TASK OBJECTIVE ▸
Give the count of lines in the data that include "SCHEMA", with no other words.

TASK MATERIAL ▸
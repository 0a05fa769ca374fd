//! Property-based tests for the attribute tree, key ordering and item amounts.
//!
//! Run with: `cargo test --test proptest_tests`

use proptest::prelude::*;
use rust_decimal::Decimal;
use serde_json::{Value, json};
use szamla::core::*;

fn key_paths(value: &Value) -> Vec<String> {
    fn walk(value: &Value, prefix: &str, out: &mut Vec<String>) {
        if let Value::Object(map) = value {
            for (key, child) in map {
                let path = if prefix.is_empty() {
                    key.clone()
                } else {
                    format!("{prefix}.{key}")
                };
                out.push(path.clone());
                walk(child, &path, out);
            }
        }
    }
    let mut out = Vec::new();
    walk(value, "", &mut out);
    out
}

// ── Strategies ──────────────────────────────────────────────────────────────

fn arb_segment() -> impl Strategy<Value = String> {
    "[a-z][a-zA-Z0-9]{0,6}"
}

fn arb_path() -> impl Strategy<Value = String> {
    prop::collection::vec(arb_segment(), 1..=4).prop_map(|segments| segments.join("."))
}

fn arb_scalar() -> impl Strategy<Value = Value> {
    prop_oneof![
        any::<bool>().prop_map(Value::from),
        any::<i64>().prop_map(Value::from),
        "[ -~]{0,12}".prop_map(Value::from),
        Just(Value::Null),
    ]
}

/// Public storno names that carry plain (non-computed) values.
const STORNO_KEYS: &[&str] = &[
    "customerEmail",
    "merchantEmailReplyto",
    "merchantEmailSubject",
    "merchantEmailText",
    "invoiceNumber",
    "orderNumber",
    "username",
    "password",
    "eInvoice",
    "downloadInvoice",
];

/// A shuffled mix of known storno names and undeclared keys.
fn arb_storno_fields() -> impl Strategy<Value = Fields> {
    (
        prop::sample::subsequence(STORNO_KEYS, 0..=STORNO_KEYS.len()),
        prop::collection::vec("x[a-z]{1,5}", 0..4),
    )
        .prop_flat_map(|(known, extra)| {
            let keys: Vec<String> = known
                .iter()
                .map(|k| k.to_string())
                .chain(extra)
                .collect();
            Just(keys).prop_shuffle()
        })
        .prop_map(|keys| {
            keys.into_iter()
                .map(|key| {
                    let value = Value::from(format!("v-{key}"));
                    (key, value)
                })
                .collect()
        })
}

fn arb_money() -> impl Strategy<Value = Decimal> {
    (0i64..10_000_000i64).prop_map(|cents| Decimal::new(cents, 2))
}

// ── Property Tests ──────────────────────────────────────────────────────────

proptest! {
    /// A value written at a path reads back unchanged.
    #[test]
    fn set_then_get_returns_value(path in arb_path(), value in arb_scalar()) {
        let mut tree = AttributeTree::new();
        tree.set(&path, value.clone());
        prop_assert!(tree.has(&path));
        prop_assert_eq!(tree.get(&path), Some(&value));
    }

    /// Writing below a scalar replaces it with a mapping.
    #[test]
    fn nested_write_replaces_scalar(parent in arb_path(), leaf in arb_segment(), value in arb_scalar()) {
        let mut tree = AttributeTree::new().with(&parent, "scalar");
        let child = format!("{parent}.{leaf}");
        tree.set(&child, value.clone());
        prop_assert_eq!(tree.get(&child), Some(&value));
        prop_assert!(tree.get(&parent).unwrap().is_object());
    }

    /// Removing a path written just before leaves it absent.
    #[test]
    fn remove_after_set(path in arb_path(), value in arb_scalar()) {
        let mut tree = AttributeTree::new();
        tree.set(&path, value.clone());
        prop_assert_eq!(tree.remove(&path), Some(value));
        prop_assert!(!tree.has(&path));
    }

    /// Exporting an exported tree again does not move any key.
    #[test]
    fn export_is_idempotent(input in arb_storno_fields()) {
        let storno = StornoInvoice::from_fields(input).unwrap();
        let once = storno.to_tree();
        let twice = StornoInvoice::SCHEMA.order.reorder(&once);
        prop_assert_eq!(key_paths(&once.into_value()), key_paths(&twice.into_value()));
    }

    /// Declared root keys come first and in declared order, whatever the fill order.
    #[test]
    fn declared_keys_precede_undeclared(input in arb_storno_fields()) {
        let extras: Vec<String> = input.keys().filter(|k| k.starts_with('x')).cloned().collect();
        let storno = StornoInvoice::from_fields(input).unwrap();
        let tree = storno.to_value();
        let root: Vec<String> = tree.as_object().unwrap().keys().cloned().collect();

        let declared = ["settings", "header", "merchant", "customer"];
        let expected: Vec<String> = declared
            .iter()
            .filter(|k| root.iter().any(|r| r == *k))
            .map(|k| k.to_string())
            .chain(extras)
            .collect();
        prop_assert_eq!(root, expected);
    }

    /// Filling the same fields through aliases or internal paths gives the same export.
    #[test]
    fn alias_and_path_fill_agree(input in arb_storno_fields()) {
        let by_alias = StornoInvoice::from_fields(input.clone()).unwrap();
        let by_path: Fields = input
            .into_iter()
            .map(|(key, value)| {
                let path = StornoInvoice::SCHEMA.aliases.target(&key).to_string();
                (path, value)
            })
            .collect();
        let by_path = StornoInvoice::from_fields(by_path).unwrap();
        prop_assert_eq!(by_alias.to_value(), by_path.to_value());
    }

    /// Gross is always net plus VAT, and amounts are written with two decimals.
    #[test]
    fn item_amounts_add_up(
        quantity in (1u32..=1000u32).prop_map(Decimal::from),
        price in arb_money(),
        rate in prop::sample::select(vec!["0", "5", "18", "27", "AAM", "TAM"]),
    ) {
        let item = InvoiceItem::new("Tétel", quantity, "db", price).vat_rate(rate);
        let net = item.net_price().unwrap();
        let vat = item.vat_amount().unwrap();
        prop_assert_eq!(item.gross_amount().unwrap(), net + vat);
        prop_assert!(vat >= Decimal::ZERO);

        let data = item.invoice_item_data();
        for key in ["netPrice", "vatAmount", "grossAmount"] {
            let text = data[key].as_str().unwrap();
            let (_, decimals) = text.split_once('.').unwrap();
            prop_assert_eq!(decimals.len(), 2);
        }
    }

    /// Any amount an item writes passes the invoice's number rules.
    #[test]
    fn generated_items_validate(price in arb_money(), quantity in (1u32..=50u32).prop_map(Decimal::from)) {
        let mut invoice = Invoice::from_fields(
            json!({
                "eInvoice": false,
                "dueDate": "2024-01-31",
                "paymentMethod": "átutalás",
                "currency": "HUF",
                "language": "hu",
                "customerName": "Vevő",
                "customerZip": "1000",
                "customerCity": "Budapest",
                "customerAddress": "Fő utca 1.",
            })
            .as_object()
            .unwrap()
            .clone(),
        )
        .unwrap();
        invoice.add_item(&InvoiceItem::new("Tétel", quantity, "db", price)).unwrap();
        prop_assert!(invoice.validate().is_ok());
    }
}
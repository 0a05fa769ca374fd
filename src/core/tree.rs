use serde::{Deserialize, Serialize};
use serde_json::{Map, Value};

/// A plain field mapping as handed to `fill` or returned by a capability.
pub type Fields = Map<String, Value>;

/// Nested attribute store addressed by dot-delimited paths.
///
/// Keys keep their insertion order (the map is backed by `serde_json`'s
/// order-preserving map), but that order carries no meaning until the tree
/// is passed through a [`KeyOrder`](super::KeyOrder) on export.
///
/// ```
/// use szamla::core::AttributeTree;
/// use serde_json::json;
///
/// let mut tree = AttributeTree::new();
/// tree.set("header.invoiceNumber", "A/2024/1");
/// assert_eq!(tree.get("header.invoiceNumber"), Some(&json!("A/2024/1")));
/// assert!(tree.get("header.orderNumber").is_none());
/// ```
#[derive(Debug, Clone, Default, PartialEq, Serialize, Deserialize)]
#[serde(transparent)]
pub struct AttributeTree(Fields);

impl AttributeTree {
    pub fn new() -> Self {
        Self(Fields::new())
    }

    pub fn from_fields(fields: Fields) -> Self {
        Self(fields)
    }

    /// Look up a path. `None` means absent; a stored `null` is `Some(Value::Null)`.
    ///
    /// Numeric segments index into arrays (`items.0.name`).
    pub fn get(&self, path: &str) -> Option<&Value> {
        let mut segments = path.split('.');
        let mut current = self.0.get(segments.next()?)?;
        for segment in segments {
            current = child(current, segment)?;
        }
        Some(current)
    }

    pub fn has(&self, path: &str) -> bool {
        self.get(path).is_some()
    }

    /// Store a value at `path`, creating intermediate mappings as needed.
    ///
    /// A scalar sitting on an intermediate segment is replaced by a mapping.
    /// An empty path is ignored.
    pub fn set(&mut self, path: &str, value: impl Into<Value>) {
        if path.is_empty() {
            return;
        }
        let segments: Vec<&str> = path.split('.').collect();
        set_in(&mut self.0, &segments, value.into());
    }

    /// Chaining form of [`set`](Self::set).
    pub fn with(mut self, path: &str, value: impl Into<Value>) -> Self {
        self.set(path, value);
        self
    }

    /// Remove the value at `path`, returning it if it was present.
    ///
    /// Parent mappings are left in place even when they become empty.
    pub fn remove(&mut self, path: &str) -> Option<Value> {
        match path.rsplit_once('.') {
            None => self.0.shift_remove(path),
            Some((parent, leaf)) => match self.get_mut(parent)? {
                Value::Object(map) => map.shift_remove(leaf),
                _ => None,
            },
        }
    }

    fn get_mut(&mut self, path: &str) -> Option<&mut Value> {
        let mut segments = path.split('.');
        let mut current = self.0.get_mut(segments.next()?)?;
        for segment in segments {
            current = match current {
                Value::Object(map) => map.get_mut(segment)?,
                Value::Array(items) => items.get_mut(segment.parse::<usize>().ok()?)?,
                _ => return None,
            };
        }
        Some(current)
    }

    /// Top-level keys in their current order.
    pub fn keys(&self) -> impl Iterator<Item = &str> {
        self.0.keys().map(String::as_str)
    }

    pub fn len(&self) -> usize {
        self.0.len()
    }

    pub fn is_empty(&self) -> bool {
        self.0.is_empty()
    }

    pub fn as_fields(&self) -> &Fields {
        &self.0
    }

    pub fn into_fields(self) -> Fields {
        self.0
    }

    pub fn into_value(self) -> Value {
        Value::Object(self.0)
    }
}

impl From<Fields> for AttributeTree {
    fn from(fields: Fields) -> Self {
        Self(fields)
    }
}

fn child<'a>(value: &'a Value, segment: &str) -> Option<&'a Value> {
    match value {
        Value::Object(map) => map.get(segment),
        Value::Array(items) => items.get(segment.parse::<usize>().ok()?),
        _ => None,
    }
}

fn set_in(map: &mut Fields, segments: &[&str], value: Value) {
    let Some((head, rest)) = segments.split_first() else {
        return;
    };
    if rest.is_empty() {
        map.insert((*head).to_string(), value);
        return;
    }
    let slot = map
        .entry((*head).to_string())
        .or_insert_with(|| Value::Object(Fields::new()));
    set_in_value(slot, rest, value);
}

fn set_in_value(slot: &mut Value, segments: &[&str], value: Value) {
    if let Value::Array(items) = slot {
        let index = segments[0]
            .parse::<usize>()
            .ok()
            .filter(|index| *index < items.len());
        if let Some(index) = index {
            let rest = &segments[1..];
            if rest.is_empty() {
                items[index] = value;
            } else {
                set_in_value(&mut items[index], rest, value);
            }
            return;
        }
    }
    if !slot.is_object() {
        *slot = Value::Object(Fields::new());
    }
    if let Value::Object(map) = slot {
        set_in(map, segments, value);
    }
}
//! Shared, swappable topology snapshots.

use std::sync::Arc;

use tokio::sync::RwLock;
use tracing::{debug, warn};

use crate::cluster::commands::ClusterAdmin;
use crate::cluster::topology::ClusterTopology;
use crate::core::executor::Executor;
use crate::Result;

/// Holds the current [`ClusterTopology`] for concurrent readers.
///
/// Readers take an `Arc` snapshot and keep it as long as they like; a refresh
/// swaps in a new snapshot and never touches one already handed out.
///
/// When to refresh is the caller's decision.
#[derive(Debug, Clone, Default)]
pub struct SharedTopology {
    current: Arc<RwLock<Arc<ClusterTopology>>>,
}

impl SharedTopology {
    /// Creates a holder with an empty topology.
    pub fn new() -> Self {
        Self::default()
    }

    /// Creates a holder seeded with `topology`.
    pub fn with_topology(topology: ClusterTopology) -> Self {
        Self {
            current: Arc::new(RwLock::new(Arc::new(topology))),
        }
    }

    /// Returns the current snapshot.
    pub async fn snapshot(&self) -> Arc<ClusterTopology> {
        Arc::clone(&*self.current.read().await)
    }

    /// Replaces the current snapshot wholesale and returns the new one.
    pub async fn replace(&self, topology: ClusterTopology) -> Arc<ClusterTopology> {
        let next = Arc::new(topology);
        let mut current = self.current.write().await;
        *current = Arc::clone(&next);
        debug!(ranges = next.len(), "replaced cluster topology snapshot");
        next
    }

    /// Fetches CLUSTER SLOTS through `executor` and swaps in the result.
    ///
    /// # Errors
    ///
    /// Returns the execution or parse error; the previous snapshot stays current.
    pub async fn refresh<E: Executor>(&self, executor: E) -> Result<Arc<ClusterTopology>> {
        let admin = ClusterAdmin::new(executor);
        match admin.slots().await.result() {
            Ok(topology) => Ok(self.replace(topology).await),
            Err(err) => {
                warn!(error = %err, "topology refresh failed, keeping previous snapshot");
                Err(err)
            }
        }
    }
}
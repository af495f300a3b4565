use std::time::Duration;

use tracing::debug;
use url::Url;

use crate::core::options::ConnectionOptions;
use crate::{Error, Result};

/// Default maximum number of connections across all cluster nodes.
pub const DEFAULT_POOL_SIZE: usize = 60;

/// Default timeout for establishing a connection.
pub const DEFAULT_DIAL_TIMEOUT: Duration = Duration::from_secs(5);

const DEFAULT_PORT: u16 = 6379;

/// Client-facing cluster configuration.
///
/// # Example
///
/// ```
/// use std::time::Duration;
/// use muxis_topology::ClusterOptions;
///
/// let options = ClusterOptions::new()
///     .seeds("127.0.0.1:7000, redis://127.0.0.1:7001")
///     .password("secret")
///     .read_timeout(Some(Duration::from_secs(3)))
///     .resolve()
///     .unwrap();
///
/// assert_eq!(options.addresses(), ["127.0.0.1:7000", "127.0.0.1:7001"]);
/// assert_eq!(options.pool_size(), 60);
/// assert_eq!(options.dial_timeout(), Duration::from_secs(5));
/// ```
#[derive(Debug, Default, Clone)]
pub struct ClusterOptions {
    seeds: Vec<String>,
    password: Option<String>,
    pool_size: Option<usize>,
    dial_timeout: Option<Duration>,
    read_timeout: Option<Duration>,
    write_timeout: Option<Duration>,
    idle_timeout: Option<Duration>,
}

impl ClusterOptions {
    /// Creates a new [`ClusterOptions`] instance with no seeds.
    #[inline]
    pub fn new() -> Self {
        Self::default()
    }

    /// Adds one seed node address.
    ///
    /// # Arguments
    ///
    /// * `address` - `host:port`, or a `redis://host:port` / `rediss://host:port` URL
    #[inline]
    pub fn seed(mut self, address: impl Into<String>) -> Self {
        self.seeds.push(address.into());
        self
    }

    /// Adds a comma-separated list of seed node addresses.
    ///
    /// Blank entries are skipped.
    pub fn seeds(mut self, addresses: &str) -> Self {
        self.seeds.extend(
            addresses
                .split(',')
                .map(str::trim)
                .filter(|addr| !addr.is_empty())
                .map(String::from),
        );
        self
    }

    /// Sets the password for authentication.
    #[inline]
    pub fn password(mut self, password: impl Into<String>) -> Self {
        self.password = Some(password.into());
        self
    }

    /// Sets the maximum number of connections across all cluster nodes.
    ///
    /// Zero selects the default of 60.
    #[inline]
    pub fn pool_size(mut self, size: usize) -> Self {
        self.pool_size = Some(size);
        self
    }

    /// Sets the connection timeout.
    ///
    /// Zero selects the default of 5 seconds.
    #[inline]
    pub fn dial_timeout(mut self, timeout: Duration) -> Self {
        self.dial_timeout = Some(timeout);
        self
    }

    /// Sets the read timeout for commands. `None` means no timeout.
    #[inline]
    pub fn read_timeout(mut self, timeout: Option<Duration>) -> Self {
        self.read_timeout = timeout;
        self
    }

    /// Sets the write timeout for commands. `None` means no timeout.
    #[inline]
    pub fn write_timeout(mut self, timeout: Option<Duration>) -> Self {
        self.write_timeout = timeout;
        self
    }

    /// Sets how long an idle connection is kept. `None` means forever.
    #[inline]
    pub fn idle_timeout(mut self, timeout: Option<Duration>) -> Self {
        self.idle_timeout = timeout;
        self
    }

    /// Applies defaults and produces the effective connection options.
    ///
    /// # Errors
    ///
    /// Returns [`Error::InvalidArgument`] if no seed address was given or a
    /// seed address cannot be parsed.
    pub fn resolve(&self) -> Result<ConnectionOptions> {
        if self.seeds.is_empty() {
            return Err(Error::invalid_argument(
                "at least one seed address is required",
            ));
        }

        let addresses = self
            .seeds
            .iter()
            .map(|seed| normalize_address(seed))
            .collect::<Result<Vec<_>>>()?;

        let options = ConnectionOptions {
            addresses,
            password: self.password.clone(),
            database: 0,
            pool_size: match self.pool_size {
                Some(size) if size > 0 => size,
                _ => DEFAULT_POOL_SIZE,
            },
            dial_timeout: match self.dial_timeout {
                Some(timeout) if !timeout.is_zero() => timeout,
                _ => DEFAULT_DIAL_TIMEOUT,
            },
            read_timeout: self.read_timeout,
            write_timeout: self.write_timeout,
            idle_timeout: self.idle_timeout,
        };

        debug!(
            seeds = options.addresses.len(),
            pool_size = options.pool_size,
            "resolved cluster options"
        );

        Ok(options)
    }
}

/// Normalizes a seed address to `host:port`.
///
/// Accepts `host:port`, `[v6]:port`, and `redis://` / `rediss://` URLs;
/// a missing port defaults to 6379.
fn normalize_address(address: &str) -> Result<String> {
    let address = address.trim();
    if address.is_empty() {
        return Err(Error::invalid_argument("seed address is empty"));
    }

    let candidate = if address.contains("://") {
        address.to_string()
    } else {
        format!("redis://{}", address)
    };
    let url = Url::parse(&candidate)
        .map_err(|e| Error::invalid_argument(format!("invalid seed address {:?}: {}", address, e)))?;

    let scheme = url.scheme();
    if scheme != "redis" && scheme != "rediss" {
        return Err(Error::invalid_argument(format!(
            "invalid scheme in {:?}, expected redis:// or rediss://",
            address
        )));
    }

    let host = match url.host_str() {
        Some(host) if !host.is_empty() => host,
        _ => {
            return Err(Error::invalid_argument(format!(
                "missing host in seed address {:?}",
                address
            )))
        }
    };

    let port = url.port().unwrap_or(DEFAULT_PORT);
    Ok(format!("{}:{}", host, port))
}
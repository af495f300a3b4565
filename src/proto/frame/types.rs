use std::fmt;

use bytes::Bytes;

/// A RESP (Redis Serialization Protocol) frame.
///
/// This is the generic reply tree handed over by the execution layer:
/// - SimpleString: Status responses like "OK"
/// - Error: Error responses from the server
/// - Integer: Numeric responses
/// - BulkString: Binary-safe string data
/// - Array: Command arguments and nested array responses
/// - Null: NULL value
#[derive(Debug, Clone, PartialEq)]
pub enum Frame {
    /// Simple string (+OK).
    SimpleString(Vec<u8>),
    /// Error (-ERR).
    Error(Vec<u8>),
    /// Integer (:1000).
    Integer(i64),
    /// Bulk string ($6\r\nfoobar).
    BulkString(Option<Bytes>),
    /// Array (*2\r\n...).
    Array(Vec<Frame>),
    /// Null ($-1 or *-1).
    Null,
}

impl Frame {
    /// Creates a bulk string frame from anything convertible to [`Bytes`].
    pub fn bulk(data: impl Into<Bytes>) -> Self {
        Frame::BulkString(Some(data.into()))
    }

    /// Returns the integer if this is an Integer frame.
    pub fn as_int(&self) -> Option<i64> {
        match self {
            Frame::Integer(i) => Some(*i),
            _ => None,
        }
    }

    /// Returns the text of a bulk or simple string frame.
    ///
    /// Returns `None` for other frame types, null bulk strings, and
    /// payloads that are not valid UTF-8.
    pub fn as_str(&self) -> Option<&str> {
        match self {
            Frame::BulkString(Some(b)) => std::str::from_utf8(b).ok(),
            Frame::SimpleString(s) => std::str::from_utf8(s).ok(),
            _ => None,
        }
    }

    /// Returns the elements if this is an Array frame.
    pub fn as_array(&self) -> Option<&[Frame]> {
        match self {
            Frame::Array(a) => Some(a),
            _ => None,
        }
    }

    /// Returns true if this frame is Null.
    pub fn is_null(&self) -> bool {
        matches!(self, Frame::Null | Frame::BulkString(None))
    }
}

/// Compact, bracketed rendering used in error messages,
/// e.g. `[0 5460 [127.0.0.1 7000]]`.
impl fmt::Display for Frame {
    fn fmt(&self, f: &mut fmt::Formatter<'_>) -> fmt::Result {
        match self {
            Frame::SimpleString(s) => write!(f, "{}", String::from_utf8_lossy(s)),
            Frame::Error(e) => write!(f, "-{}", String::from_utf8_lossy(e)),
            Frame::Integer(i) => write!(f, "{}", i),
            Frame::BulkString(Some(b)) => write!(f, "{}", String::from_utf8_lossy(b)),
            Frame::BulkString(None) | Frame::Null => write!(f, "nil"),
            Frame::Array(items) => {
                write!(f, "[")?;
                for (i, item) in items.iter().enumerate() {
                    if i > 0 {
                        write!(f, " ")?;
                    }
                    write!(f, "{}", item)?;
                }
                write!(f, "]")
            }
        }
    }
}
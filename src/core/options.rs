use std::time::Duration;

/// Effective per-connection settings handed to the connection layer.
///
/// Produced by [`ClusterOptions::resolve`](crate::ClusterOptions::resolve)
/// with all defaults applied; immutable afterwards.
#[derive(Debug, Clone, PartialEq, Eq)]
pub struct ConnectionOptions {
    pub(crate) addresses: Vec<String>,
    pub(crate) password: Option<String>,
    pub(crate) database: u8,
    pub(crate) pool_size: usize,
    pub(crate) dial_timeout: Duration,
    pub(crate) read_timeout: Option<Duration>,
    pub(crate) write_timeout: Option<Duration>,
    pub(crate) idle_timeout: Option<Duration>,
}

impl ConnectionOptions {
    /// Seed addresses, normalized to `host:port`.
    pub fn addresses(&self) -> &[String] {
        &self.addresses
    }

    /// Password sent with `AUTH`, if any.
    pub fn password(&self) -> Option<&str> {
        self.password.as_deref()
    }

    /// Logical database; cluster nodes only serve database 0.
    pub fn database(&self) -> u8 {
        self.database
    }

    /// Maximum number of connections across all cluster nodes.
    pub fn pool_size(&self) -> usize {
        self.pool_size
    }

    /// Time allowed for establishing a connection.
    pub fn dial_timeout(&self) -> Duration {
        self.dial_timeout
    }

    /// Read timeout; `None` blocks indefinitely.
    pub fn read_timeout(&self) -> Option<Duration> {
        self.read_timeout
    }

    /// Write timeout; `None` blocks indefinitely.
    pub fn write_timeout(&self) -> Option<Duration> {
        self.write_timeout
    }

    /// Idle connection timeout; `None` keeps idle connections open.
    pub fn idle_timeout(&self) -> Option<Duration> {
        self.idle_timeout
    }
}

EXERCISE SOLUTION ▸
2